Figure 3. DMBA/TPA-induced skin tumorigenesis was suppressed in CD109^−/− mice.

A. Schematic diagram of the two-stage chemical carcinogenesis protocol in mouse skin. B. Representative macroscopic images of CD109^+/+ and CD109^−/− mice at 16 weeks after DMBA initiation. Scale bars, 1 cm. C. Representative histological images of papillomas isolated from CD109^+/+ and CD109^−/− mice at 17 weeks after DMBA initiation. Scale bars, 500 μm. D. Percentage of tumor-free mice (left) and average number of tumors per mouse (right) during DMBA/TPA tumorigenesis (27 mice in the CD109^+/+ group and 22 mice in the CD109^−/− group).
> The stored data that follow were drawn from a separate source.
//! Inkboard Realtime - collaborative canvas synchronization
//!
//! This crate provides the server side of the real-time core:
//! - Session: registry of live connections and their outbound queues
//! - Rooms: canvas → sessions membership with per-canvas exclusion
//! - Relay: mutation fan-out plus fire-and-forget persistence
//! - Service: canvas operations that must signal live rooms
//! - WebSocket: axum handler speaking the JSON protocol
//!
//! ## Usage
//!
//! ```ignore
//! use inkboard_realtime::{RealtimeState, realtime_ws_handler};
//! use axum::{Router, routing::get};
//! use std::sync::Arc;
//!
//! let state = Arc::new(RealtimeState::new(store, verifier, Default::default()));
//!
//! let app: Router<()> = Router::new()
//!     .route("/ws", get(realtime_ws_handler))
//!     .with_state(state);
//! ```

#![forbid(unsafe_code)]
#![warn(missing_docs)]

pub mod error;
pub mod relay;
pub mod rooms;
pub mod service;
pub mod session;
pub mod websocket;

pub use error::{Error, Result};
pub use relay::BroadcastRelay;
pub use rooms::{JoinOutcome, RoomManager};
pub use service::CanvasService;
pub use session::SessionRegistry;
pub use websocket::{realtime_ws_handler, Connection, RealtimeSettings, RealtimeState};
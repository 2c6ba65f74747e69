//! Inkboard Board - client-side drawing state
//!
//! This crate provides the client half of the real-time core:
//! - Board: the idle/drawing/erasing/writing state machine over the elements
//! - History: undo/redo snapshots
//! - Hit testing for the eraser
//! - Throttle: per-kind trailing-edge rate limiting of live updates
//! - Client: one canvas session over a [`Transport`], with join and teardown
//!
//! ## Usage
//!
//! ```ignore
//! use inkboard_board::{BoardClient, BoardEvent, InputEvent, Tool};
//! use std::time::Instant;
//!
//! let mut client = BoardClient::new(transport);
//! client.open(canvas_id);
//! client.process(Instant::now(), BoardEvent::Input(InputEvent::SelectTool(Tool::Rectangle)));
//! // ... feed pointer input and inbound server messages through `process`
//! client.teardown();
//! ```

#![forbid(unsafe_code)]
#![warn(missing_docs)]

pub mod board;
pub mod client;
pub mod history;
pub mod throttle;

pub use board::{BoardState, Mode, Tool, ToolStyle};
pub use client::{BoardClient, BoardEvent, InputEvent, Transport, EMIT_INTERVAL};
pub use history::{History, HistoryPolicy};
pub use throttle::Throttle;
//! Server configuration types
//!
//! Contains all configuration structures for the Inkboard server.

use anyhow::{Context, Result};
use chrono::{DateTime, Utc};
use inkboard_realtime::RealtimeSettings;
use serde::{Deserialize, Serialize};
use std::fs;
use std::path::Path;
use std::time::Duration;

/// Application configuration
#[derive(Debug, Clone, Default, Serialize, Deserialize)]
pub struct AppConfig {
    #[serde(default)]
    pub server: ServerConfig,
    #[serde(default)]
    pub database: DatabaseConfig,
    #[serde(default)]
    pub realtime: RealtimeConfig,
    #[serde(default)]
    pub auth: AuthConfig,
}

impl AppConfig {
    pub fn save<P: AsRef<Path>>(&self, path: P) -> Result<()> {
        let content = toml::to_string_pretty(self).context("Failed to serialize config")?;
        if let Some(parent) = path.as_ref().parent() {
            fs::create_dir_all(parent).context("Failed to create config directory")?;
        }
        fs::write(path, content).context("Failed to write config file")?;
        Ok(())
    }
}

/// HTTP listener
#[derive(Debug, Clone, Serialize, Deserialize)]
#[serde(default)]
pub struct ServerConfig {
    pub host: String,
    pub port: u16,
}

impl Default for ServerConfig {
    fn default() -> Self {
        Self {
            host: "127.0.0.1".to_string(),
            port: 8080,
        }
    }
}

/// SQLite connection pool
#[derive(Debug, Clone, Serialize, Deserialize)]
#[serde(default)]
pub struct DatabaseConfig {
    pub url: String,
    pub max_connections: u32,
}

impl Default for DatabaseConfig {
    fn default() -> Self {
        Self {
            url: "sqlite://inkboard.db?mode=rwc".to_string(),
            max_connections: 5,
        }
    }
}

/// WebSocket connection tuning
#[derive(Debug, Clone, Serialize, Deserialize)]
#[serde(default)]
pub struct RealtimeConfig {
    pub max_message_size_kb: usize,
    pub heartbeat_interval_secs: u64,
    pub heartbeat_timeout_secs: u64,
}

impl Default for RealtimeConfig {
    fn default() -> Self {
        Self {
            max_message_size_kb: 1024,
            heartbeat_interval_secs: 30,
            heartbeat_timeout_secs: 60,
        }
    }
}

impl RealtimeConfig {
    /// Convert to the settings the realtime core consumes
    pub fn settings(&self) -> RealtimeSettings {
        RealtimeSettings {
            max_message_size: self.max_message_size_kb.saturating_mul(1024),
            heartbeat_interval: Duration::from_secs(self.heartbeat_interval_secs.max(1)),
            heartbeat_timeout: Duration::from_secs(self.heartbeat_timeout_secs.max(1)),
        }
    }
}

/// Credential seed
#[derive(Debug, Clone, Default, Serialize, Deserialize)]
#[serde(default)]
pub struct AuthConfig {
    pub users: Vec<SeedUser>,
}

/// A user whose bearer token is accepted without an issuing service
#[derive(Debug, Clone, Serialize, Deserialize)]
pub struct SeedUser {
    pub id: String,
    pub email: String,
    pub token: String,
    #[serde(default, skip_serializing_if = "Option::is_none")]
    pub expires_at: Option<DateTime<Utc>>,
}

#[cfg(test)]
mod tests {
    use super::*;

    #[test]
    fn test_realtime_settings_conversion() {
        let config = RealtimeConfig {
            max_message_size_kb: 2,
            heartbeat_interval_secs: 0,
            heartbeat_timeout_secs: 90,
        };
        let settings = config.settings();
        assert_eq!(settings.max_message_size, 2048);
        assert_eq!(settings.heartbeat_interval, Duration::from_secs(1));
        assert_eq!(settings.heartbeat_timeout, Duration::from_secs(90));
    }

    #[test]
    fn test_save_writes_toml() {
        let dir = std::env::temp_dir().join(format!("inkboard-config-{}", std::process::id()));
        let path = dir.join("saved.toml");

        let mut config = AppConfig::default();
        config.server.port = 9100;
        config.save(&path).unwrap();

        let content = fs::read_to_string(&path).unwrap();
        let parsed: AppConfig = toml::from_str(&content).unwrap();
        assert_eq!(parsed.server.port, 9100);
        assert!(parsed.auth.users.is_empty());

        fs::remove_dir_all(dir).ok();
    }
}
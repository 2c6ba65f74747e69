//! Canvas Service
//!
//! Request/response canvas operations. Most pass straight through to the
//! store; rename and delete also signal sessions currently in the room.

use inkboard_core::{
    Canvas, CanvasId, CanvasStore, CanvasSummary, Element, ServerMessage, UserId,
};
use std::sync::Arc;
use tracing::info;

use crate::error::Result;
use crate::rooms::RoomManager;
use crate::session::SessionRegistry;

/// Canvas operations aware of live rooms
pub struct CanvasService {
    store: Arc<dyn CanvasStore>,
    rooms: Arc<RoomManager>,
    sessions: Arc<SessionRegistry>,
}

impl CanvasService {
    /// Create a service over the given store and registries
    #[must_use]
    pub fn new(
        store: Arc<dyn CanvasStore>,
        rooms: Arc<RoomManager>,
        sessions: Arc<SessionRegistry>,
    ) -> Self {
        Self {
            store,
            rooms,
            sessions,
        }
    }

    /// Create an empty canvas owned by `owner`
    pub async fn create(&self, owner: &str) -> Result<CanvasId> {
        let canvas_id = self.store.create(owner).await?;
        info!(canvas_id = %canvas_id, owner = %owner, "Canvas created");
        Ok(canvas_id)
    }

    /// Load a canvas the caller may edit
    pub async fn load(&self, canvas_id: CanvasId, caller: &str) -> Result<Canvas> {
        Ok(self.store.load(canvas_id, caller).await?)
    }

    /// Replace the elements of a canvas outside the real-time path
    pub async fn replace_elements(
        &self,
        canvas_id: CanvasId,
        caller: &str,
        elements: &[Element],
    ) -> Result<()> {
        Ok(self.store.replace_elements(canvas_id, caller, elements).await?)
    }

    /// Rename a canvas and tell every member of its room
    pub async fn rename(&self, canvas_id: CanvasId, caller: &str, name: &str) -> Result<usize> {
        self.store.rename(canvas_id, caller, name).await?;

        let members = self.rooms.members(canvas_id).await;
        let message = ServerMessage::NameChanged {
            canvas_id,
            name: name.to_string(),
        };
        let notified = members
            .iter()
            .filter(|member| self.sessions.send(**member, message.clone()))
            .count();

        info!(canvas_id = %canvas_id, notified, "Canvas renamed");
        Ok(notified)
    }

    /// Grant edit access by email; returns the grantee's user id
    pub async fn share(&self, canvas_id: CanvasId, owner: &str, email: &str) -> Result<UserId> {
        let grantee = self.store.share(canvas_id, owner, email).await?;
        info!(canvas_id = %canvas_id, grantee = %grantee, "Canvas shared");
        Ok(grantee)
    }

    /// Revoke edit access. Sessions already in the room keep their membership.
    pub async fn unshare(&self, canvas_id: CanvasId, owner: &str, grantee: &str) -> Result<()> {
        self.store.unshare(canvas_id, owner, grantee).await?;
        info!(canvas_id = %canvas_id, grantee = %grantee, "Canvas unshared");
        Ok(())
    }

    /// Delete a canvas, evict its room and tell the evicted sessions
    pub async fn delete(&self, canvas_id: CanvasId, owner: &str) -> Result<usize> {
        self.store.delete(canvas_id, owner).await?;

        let evicted = self.rooms.evict(canvas_id).await;
        for session_id in &evicted {
            self.sessions
                .send(*session_id, ServerMessage::CanvasDeleted { canvas_id });
        }

        info!(canvas_id = %canvas_id, evicted = evicted.len(), "Canvas deleted");
        Ok(evicted.len())
    }

    /// Canvases owned by or shared with `user`, newest first
    pub async fn list(&self, user: &str) -> Result<Vec<CanvasSummary>> {
        Ok(self.store.list(user).await?)
    }
}

#[cfg(test)]
mod tests {
    use super::*;
    use inkboard_core::{SqliteCanvasStore, UserDirectory};
    use sqlx::sqlite::SqlitePoolOptions;
    use uuid::Uuid;

    async fn setup() -> (Arc<RoomManager>, Arc<SessionRegistry>, CanvasService) {
        let pool = SqlitePoolOptions::new()
            .max_connections(1)
            .connect("sqlite::memory:")
            .await
            .unwrap();
        let store = SqliteCanvasStore::new(pool);
        store.init().await.unwrap();
        store.add_user("owner", "owner@example.com").await.unwrap();
        store.add_user("bob", "bob@example.com").await.unwrap();
        let store: Arc<dyn CanvasStore> = Arc::new(store);

        let rooms = Arc::new(RoomManager::new(store.clone()));
        let sessions = Arc::new(SessionRegistry::new());
        let service = CanvasService::new(store, rooms.clone(), sessions.clone());
        (rooms, sessions, service)
    }

    #[tokio::test]
    async fn test_rename_notifies_all_members() {
        let (rooms, sessions, service) = setup().await;
        let canvas = service.create("owner").await.unwrap();
        service.share(canvas, "owner", "bob@example.com").await.unwrap();

        let a = Uuid::new_v4();
        let b = Uuid::new_v4();
        let mut rx_a = sessions.register(a);
        let mut rx_b = sessions.register(b);
        rooms.join(a, canvas, "owner").await.unwrap();
        rooms.join(b, canvas, "bob").await.unwrap();

        let notified = service.rename(canvas, "owner", "Plans").await.unwrap();
        assert_eq!(notified, 2);

        let expected = ServerMessage::NameChanged {
            canvas_id: canvas,
            name: "Plans".to_string(),
        };
        assert_eq!(rx_a.try_recv().unwrap(), expected);
        assert_eq!(rx_b.try_recv().unwrap(), expected);
    }

    #[tokio::test]
    async fn test_failed_rename_notifies_nobody() {
        let (rooms, sessions, service) = setup().await;
        let canvas = service.create("owner").await.unwrap();
        let a = Uuid::new_v4();
        let mut rx = sessions.register(a);
        rooms.join(a, canvas, "owner").await.unwrap();

        let err = service
            .rename(canvas, "owner", "far too long a canvas name")
            .await
            .unwrap_err();
        assert_eq!(err.code(), "invalid_input");
        assert!(rx.try_recv().is_err());
    }

    #[tokio::test]
    async fn test_delete_evicts_room() {
        let (rooms, sessions, service) = setup().await;
        let canvas = service.create("owner").await.unwrap();
        let a = Uuid::new_v4();
        let mut rx = sessions.register(a);
        rooms.join(a, canvas, "owner").await.unwrap();

        assert_eq!(service.delete(canvas, "owner").await.unwrap(), 1);
        assert_eq!(
            rx.try_recv().unwrap(),
            ServerMessage::CanvasDeleted { canvas_id: canvas }
        );
        assert!(!rooms.is_member(a, canvas));
        assert_eq!(service.load(canvas, "owner").await.unwrap_err().code(), "not_found");
    }

    #[tokio::test]
    async fn test_delete_by_non_owner_keeps_room() {
        let (rooms, sessions, service) = setup().await;
        let canvas = service.create("owner").await.unwrap();
        service.share(canvas, "owner", "bob@example.com").await.unwrap();
        let a = Uuid::new_v4();
        let _rx = sessions.register(a);
        rooms.join(a, canvas, "bob").await.unwrap();

        let err = service.delete(canvas, "bob").await.unwrap_err();
        assert_eq!(err.code(), "forbidden");
        assert!(rooms.is_member(a, canvas));
    }
}
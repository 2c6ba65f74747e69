//! Room Manager
//!
//! Process-wide registry of who is in which canvas room. Two indexes are
//! kept in step: canvas → sessions (inside each room) and session → canvases.
//! Every read-then-write on a canvas's membership runs under that canvas's
//! own lock, so unrelated canvases never contend.

use dashmap::DashMap;
use inkboard_core::{CanvasId, CanvasStore, Element, SessionId};
use std::collections::HashSet;
use std::sync::atomic::{AtomicBool, Ordering};
use std::sync::Arc;
use tokio::sync::{Mutex, OwnedMutexGuard};
use tracing::{debug, info, warn};

use crate::error::{Error, Result};

#[derive(Debug, Default)]
struct Room {
    members: HashSet<SessionId>,
    /// Last revision handed to a mutation in this room
    revision: u64,
    /// Set once the room has been removed from the registry; a task that
    /// acquires a closed room must look the canvas up again.
    closed: bool,
}

type RoomCell = Arc<Mutex<Room>>;

/// Result of a successful join
#[derive(Debug, Clone, PartialEq)]
pub enum JoinOutcome {
    /// Newly joined; carries the snapshot for the joining session only
    Joined {
        /// Current elements of the canvas
        elements: Vec<Element>,
    },
    /// The session was already a member; nothing changed
    AlreadyMember,
}

/// Canvas room membership registry
pub struct RoomManager {
    store: Arc<dyn CanvasStore>,
    rooms: DashMap<CanvasId, RoomCell>,
    memberships: DashMap<SessionId, HashSet<CanvasId>>,
    /// Last revision issued per canvas; outlives the room so a room
    /// recreated before its writes land keeps counting upward
    issued: DashMap<CanvasId, u64>,
    accepting: AtomicBool,
}

impl RoomManager {
    /// Create an empty registry that authorizes joins against `store`
    #[must_use]
    pub fn new(store: Arc<dyn CanvasStore>) -> Self {
        Self {
            store,
            rooms: DashMap::new(),
            memberships: DashMap::new(),
            issued: DashMap::new(),
            accepting: AtomicBool::new(true),
        }
    }

    async fn lock_or_create(&self, canvas_id: CanvasId) -> (RoomCell, OwnedMutexGuard<Room>) {
        loop {
            let room = Arc::clone(&self.rooms.entry(canvas_id).or_default());
            let guard = Arc::clone(&room).lock_owned().await;
            if !guard.closed {
                return (room, guard);
            }
        }
    }

    async fn lock_existing(&self, canvas_id: CanvasId) -> Option<(RoomCell, OwnedMutexGuard<Room>)> {
        loop {
            let room = self.rooms.get(&canvas_id).map(|r| Arc::clone(r.value()))?;
            let guard = Arc::clone(&room).lock_owned().await;
            if !guard.closed {
                return Some((room, guard));
            }
        }
    }

    fn close_if_empty(&self, canvas_id: CanvasId, room: &RoomCell, guard: &mut Room) {
        if guard.members.is_empty() && !guard.closed {
            guard.closed = true;
            self.rooms
                .remove_if(&canvas_id, |_, current| Arc::ptr_eq(current, room));
        }
    }

    fn forget_membership(&self, session_id: SessionId, canvas_id: CanvasId) {
        if let Some(mut canvases) = self.memberships.get_mut(&session_id) {
            canvases.remove(&canvas_id);
        }
        self.memberships
            .remove_if(&session_id, |_, canvases| canvases.is_empty());
    }

    /// Join `session_id` (authenticated as `user_id`) to a canvas room.
    ///
    /// The canvas's owner and shared set are read once. Re-joining is a
    /// no-op and returns [`JoinOutcome::AlreadyMember`] without a snapshot.
    pub async fn join(
        &self,
        session_id: SessionId,
        canvas_id: CanvasId,
        user_id: &str,
    ) -> Result<JoinOutcome> {
        if !self.accepting.load(Ordering::SeqCst) {
            return Err(Error::ShuttingDown);
        }

        let (room, mut guard) = self.lock_or_create(canvas_id).await;

        if guard.members.contains(&session_id) {
            debug!(session_id = %session_id, canvas_id = %canvas_id, "Already a member, join ignored");
            return Ok(JoinOutcome::AlreadyMember);
        }

        // drain() may have started between the first check and taking the lock
        if !self.accepting.load(Ordering::SeqCst) {
            self.close_if_empty(canvas_id, &room, &mut guard);
            return Err(Error::ShuttingDown);
        }

        let access = match self.store.access(canvas_id).await {
            Ok(access) => access,
            Err(err) => {
                self.close_if_empty(canvas_id, &room, &mut guard);
                return Err(err.into());
            }
        };

        if !access.permits(user_id) {
            self.close_if_empty(canvas_id, &room, &mut guard);
            warn!(
                session_id = %session_id,
                canvas_id = %canvas_id,
                user_id = %user_id,
                "Join refused: neither owner nor shared"
            );
            return Err(inkboard_core::Error::authorization(
                "you are not authorized to join this canvas",
            )
            .into());
        }

        guard.members.insert(session_id);
        let issued = self.issued.get(&canvas_id).map_or(0, |r| *r.value());
        guard.revision = guard.revision.max(access.revision).max(issued);
        self.memberships
            .entry(session_id)
            .or_default()
            .insert(canvas_id);

        info!(
            session_id = %session_id,
            canvas_id = %canvas_id,
            user_id = %user_id,
            members = guard.members.len(),
            "Session joined canvas"
        );

        Ok(JoinOutcome::Joined {
            elements: access.elements,
        })
    }

    /// Remove a membership; returns whether the session was a member
    pub async fn leave(&self, session_id: SessionId, canvas_id: CanvasId) -> bool {
        let Some((room, mut guard)) = self.lock_existing(canvas_id).await else {
            self.forget_membership(session_id, canvas_id);
            return false;
        };

        let removed = guard.members.remove(&session_id);
        self.forget_membership(session_id, canvas_id);
        self.close_if_empty(canvas_id, &room, &mut guard);

        if removed {
            info!(session_id = %session_id, canvas_id = %canvas_id, "Session left canvas");
        }
        removed
    }

    /// Leave every canvas the session joined; returns how many it left
    pub async fn disconnect(&self, session_id: SessionId) -> usize {
        let canvases = self
            .memberships
            .remove(&session_id)
            .map(|(_, canvases)| canvases)
            .unwrap_or_default();

        let mut left = 0;
        for canvas_id in canvases {
            if let Some((room, mut guard)) = self.lock_existing(canvas_id).await {
                if guard.members.remove(&session_id) {
                    left += 1;
                }
                self.close_if_empty(canvas_id, &room, &mut guard);
            }
        }

        debug!(session_id = %session_id, rooms_left = left, "Session disconnected");
        left
    }

    /// Run `deliver` with the sender's peers and a fresh revision, under the
    /// room lock. Fails with [`Error::NotMember`] if the sender has not
    /// joined the room.
    pub async fn fan_out<R>(
        &self,
        session_id: SessionId,
        canvas_id: CanvasId,
        deliver: impl FnOnce(&[SessionId], u64) -> R,
    ) -> Result<R> {
        let not_member = || Error::NotMember {
            session_id,
            canvas_id,
        };

        let (_room, mut guard) = self
            .lock_existing(canvas_id)
            .await
            .ok_or_else(not_member)?;
        if !guard.members.contains(&session_id) {
            return Err(not_member());
        }

        guard.revision += 1;
        self.issued.insert(canvas_id, guard.revision);
        let peers: Vec<SessionId> = guard
            .members
            .iter()
            .copied()
            .filter(|member| *member != session_id)
            .collect();
        Ok(deliver(&peers, guard.revision))
    }

    /// Current members of a canvas room
    pub async fn members(&self, canvas_id: CanvasId) -> Vec<SessionId> {
        match self.lock_existing(canvas_id).await {
            Some((_room, guard)) => guard.members.iter().copied().collect(),
            None => Vec::new(),
        }
    }

    /// Remove every member of a canvas room and drop the room along with
    /// its revision counter
    pub async fn evict(&self, canvas_id: CanvasId) -> Vec<SessionId> {
        let Some((room, mut guard)) = self.lock_existing(canvas_id).await else {
            self.issued.remove(&canvas_id);
            return Vec::new();
        };
        self.issued.remove(&canvas_id);

        let members: Vec<SessionId> = guard.members.drain().collect();
        for member in &members {
            self.forget_membership(*member, canvas_id);
        }
        self.close_if_empty(canvas_id, &room, &mut guard);

        info!(canvas_id = %canvas_id, evicted = members.len(), "Room evicted");
        members
    }

    /// Stop accepting joins and clear every membership
    pub async fn drain(&self) -> usize {
        self.accepting.store(false, Ordering::SeqCst);

        let canvases: Vec<CanvasId> = self.rooms.iter().map(|entry| *entry.key()).collect();
        let mut evicted = 0;
        for canvas_id in canvases {
            evicted += self.evict(canvas_id).await.len();
        }
        self.memberships.clear();

        info!(evicted, "Room registry drained");
        evicted
    }

    /// Whether joins are currently accepted
    #[must_use]
    pub fn is_accepting(&self) -> bool {
        self.accepting.load(Ordering::SeqCst)
    }

    /// Whether the session is a member of the canvas room
    #[must_use]
    pub fn is_member(&self, session_id: SessionId, canvas_id: CanvasId) -> bool {
        self.memberships
            .get(&session_id)
            .is_some_and(|canvases| canvases.contains(&canvas_id))
    }

    /// Canvases the session has joined
    #[must_use]
    pub fn canvases_of(&self, session_id: SessionId) -> Vec<CanvasId> {
        self.memberships
            .get(&session_id)
            .map(|canvases| canvases.iter().copied().collect())
            .unwrap_or_default()
    }

    /// Number of live rooms
    #[must_use]
    pub fn room_count(&self) -> usize {
        self.rooms.len()
    }

    /// Number of sessions with at least one membership
    #[must_use]
    pub fn session_count(&self) -> usize {
        self.memberships.len()
    }
}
E. Tumor volume was significantly decreased in CD109^−/− mice compared with in CD109^+/+ mice 10–25 weeks after DMBA initiation (n = 9 per group). F, G. Immunohistochemical staining for Ki-67 (F) and cleaved caspase-3 (G) in CD109^+/+ and CD109^−/− papillomas at 17 weeks after DMBA initiation (left). The numbers of positive cells in epidermis were counted per mm of basement membrane (BM) (right, n = 6 per group). Scale bars, 100 μm. H. Immunoblot analysis of CD109^+/+ and CD109^−/− papilloma lysates prepared at 17 weeks after DMBA initiation, using antibodies against CD109, TGF-β1, pSmad2, and Smad2. β-actin expression is shown as a loading control. TPA, 12-O-tetradecanoylphorbol-13-acetate; n.s., not significant; *P < 0.05.